Task description. Scan the material for the word "super" and copy each line where it occurs.

BEGIN

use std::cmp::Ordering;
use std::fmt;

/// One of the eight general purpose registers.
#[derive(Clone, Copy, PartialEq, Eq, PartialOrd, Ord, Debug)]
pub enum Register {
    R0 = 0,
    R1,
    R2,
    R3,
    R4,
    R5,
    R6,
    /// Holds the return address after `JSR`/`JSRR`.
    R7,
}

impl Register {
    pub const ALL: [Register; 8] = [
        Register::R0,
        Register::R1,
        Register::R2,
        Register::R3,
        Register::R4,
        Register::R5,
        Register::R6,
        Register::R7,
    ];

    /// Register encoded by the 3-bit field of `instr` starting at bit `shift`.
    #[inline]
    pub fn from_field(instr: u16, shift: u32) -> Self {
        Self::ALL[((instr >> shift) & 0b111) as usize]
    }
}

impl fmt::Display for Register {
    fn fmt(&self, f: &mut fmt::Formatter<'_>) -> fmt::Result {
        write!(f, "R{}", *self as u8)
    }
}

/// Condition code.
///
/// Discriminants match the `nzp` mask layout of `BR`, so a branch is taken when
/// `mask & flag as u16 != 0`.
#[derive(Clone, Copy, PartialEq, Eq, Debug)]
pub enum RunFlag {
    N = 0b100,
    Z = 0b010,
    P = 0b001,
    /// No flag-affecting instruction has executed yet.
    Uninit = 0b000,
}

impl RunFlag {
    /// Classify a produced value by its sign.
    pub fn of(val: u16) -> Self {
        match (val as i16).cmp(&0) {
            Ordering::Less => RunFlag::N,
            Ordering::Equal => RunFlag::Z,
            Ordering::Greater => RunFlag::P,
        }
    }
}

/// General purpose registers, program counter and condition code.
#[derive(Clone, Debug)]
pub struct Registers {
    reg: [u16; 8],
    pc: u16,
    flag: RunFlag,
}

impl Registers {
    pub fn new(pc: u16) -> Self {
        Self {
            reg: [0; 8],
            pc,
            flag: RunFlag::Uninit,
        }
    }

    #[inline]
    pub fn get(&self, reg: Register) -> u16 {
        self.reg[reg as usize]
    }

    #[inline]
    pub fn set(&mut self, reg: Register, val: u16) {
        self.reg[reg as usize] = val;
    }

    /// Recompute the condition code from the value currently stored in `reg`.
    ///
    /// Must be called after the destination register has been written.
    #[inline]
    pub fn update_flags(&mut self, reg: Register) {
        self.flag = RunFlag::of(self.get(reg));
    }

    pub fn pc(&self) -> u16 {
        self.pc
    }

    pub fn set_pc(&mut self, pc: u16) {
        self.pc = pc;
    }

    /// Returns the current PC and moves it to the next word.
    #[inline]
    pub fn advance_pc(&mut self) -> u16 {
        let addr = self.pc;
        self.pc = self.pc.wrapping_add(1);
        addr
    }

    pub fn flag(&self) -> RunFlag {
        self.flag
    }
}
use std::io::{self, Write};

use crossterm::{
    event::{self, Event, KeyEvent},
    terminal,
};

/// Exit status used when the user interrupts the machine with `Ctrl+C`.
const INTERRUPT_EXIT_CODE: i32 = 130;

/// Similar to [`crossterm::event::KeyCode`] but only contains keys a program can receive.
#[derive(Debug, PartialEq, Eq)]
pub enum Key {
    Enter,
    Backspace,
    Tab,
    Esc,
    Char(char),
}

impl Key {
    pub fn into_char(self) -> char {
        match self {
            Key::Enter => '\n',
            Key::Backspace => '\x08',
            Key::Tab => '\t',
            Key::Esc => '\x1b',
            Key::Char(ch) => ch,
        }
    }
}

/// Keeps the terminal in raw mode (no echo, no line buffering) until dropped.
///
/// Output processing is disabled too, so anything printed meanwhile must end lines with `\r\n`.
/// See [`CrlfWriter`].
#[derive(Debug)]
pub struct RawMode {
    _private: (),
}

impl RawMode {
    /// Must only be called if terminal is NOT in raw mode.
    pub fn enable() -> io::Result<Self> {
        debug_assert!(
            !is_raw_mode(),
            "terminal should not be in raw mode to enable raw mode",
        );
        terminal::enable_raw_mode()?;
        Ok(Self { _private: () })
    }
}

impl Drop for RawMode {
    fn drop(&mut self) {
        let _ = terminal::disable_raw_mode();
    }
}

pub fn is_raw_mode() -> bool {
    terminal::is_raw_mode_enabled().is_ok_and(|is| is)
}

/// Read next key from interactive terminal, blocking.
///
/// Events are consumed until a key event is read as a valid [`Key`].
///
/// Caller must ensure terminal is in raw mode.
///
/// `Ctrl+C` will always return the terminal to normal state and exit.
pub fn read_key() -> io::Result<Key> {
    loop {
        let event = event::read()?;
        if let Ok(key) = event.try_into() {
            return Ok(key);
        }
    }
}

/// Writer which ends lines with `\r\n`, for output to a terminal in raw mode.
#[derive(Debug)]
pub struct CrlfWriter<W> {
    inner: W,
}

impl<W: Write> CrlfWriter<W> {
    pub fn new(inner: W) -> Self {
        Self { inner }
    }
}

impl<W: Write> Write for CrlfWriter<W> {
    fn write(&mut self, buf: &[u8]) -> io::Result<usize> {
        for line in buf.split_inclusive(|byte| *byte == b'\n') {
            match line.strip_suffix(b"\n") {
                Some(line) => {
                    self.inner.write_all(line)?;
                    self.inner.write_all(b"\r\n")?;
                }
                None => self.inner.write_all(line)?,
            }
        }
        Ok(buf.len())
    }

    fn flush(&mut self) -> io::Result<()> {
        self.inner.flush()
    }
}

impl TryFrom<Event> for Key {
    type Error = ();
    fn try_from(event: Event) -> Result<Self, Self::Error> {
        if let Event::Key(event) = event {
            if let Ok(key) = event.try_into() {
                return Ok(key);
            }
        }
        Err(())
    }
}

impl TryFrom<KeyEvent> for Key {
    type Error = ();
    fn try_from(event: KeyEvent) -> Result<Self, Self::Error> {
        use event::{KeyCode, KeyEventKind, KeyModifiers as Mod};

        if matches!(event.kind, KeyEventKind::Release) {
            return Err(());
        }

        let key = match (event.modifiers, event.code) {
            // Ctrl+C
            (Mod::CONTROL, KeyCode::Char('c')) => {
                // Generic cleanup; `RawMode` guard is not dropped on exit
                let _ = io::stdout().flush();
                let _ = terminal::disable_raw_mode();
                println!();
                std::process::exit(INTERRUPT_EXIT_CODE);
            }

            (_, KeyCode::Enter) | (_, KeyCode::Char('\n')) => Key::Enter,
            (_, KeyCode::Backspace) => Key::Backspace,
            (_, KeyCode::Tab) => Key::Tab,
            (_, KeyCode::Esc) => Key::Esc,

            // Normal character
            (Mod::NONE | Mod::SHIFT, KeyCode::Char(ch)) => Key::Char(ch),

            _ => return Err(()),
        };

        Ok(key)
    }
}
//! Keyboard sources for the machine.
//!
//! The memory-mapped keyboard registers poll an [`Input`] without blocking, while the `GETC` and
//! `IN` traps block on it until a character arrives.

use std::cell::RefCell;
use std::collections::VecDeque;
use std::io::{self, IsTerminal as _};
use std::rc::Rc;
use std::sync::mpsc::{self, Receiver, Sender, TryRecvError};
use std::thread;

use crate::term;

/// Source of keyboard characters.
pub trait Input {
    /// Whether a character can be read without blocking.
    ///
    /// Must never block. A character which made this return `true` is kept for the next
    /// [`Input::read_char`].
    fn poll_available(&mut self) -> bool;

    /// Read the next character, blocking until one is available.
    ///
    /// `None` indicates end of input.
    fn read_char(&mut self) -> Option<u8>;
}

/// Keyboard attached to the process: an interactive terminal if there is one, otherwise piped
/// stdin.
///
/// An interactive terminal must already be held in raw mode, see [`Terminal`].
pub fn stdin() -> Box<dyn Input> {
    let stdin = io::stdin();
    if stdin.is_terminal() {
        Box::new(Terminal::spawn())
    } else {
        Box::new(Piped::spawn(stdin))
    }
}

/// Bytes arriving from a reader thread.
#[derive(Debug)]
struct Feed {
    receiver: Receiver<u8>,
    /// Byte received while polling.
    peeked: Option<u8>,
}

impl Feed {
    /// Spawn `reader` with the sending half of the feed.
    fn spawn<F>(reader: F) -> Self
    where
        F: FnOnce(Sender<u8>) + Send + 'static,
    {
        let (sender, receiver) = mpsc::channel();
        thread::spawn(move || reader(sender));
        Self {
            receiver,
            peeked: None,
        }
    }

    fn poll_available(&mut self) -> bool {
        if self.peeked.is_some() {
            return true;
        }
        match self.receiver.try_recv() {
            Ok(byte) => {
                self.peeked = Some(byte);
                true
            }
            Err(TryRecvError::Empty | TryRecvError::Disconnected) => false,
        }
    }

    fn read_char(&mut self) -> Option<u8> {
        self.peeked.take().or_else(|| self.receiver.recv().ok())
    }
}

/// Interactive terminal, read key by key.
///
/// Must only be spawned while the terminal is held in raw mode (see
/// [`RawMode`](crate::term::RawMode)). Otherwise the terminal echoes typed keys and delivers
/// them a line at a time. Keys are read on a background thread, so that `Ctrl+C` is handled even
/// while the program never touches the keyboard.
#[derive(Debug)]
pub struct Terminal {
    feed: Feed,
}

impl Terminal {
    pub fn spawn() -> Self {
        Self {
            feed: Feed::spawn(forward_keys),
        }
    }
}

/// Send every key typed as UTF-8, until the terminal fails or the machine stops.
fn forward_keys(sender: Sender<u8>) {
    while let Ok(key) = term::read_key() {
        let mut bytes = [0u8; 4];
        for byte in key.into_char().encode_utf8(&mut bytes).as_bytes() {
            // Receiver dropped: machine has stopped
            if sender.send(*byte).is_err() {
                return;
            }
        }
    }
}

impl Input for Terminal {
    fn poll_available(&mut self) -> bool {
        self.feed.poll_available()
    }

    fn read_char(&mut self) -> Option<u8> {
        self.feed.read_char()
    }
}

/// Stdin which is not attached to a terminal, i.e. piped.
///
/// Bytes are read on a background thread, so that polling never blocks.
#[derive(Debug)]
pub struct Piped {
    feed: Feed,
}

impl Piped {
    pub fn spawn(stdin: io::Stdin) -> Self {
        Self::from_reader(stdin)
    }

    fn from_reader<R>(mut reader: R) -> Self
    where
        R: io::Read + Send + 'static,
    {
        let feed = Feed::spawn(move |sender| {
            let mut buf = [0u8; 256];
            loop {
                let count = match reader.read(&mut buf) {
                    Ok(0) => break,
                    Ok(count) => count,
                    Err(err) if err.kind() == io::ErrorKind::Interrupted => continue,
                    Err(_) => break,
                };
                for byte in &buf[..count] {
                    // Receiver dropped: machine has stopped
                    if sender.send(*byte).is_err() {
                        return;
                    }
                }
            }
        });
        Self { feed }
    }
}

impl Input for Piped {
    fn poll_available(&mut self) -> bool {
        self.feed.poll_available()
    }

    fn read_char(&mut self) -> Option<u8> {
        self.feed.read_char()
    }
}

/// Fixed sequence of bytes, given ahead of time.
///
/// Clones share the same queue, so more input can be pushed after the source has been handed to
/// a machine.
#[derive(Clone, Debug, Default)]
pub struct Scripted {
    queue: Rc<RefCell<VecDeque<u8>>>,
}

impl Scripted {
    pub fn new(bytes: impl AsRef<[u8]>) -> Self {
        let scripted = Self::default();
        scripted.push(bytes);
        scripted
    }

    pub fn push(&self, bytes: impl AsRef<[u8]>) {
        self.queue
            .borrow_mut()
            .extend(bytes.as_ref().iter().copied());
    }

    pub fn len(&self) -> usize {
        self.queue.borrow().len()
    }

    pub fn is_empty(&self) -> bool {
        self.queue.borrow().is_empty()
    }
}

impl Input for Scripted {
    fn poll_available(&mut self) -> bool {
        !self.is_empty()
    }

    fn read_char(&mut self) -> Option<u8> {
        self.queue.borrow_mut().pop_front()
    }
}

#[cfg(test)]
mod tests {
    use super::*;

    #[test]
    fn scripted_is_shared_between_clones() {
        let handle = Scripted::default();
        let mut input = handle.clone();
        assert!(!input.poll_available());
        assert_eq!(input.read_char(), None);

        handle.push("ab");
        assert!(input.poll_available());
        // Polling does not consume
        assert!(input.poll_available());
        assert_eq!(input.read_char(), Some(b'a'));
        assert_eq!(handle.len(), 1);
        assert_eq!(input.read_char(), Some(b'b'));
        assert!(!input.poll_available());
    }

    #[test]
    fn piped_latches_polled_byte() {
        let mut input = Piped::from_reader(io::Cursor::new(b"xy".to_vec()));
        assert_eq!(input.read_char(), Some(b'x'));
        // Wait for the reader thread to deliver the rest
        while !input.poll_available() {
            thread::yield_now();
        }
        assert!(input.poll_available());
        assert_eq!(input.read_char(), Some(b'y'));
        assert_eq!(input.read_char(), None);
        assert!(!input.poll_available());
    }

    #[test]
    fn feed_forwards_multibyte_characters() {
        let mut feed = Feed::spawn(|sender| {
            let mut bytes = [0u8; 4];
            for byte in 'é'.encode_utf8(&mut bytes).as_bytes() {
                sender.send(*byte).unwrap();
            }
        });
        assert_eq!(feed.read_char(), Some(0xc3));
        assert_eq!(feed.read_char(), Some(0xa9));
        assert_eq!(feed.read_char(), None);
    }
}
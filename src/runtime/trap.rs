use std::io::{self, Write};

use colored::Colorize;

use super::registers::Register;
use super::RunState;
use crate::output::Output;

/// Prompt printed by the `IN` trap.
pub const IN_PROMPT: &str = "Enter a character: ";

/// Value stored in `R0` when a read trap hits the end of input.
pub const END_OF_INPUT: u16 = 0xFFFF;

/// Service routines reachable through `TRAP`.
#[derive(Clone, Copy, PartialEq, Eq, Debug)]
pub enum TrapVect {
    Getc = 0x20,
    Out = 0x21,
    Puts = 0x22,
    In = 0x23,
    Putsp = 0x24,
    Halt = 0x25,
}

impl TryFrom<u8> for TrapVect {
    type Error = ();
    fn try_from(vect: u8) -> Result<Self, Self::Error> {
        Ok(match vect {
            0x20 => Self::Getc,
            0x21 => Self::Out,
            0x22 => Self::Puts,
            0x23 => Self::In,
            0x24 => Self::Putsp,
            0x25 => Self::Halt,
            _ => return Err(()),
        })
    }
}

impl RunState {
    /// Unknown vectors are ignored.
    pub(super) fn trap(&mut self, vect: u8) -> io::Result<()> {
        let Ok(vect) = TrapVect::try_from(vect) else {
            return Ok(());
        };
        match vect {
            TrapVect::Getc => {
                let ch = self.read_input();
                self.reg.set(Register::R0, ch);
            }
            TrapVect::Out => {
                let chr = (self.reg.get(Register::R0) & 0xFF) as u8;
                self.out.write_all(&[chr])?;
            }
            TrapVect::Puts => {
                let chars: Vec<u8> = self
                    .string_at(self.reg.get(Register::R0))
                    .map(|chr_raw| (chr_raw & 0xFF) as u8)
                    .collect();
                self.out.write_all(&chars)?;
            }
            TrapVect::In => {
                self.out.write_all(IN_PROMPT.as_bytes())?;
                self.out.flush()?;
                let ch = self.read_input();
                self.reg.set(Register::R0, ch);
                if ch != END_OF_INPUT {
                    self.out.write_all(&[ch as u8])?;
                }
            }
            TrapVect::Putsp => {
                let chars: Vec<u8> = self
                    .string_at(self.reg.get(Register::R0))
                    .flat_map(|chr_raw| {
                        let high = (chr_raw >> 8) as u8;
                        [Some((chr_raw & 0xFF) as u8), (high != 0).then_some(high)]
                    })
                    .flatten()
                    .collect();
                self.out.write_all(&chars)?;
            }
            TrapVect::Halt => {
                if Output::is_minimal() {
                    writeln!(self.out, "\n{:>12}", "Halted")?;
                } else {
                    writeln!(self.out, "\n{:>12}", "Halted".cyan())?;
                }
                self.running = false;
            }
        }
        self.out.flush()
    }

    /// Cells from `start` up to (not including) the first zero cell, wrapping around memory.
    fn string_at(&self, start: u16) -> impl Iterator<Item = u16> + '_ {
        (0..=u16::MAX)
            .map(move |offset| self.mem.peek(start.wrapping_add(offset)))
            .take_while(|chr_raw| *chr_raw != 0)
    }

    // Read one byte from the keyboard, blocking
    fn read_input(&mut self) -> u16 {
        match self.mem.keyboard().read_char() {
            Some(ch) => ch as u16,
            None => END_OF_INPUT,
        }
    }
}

END

Answer for the task.
    use super::*;
use super::registers::Register;
use super::RunState;
    pub(super) fn trap(&mut self, vect: u8) -> io::Result<()> {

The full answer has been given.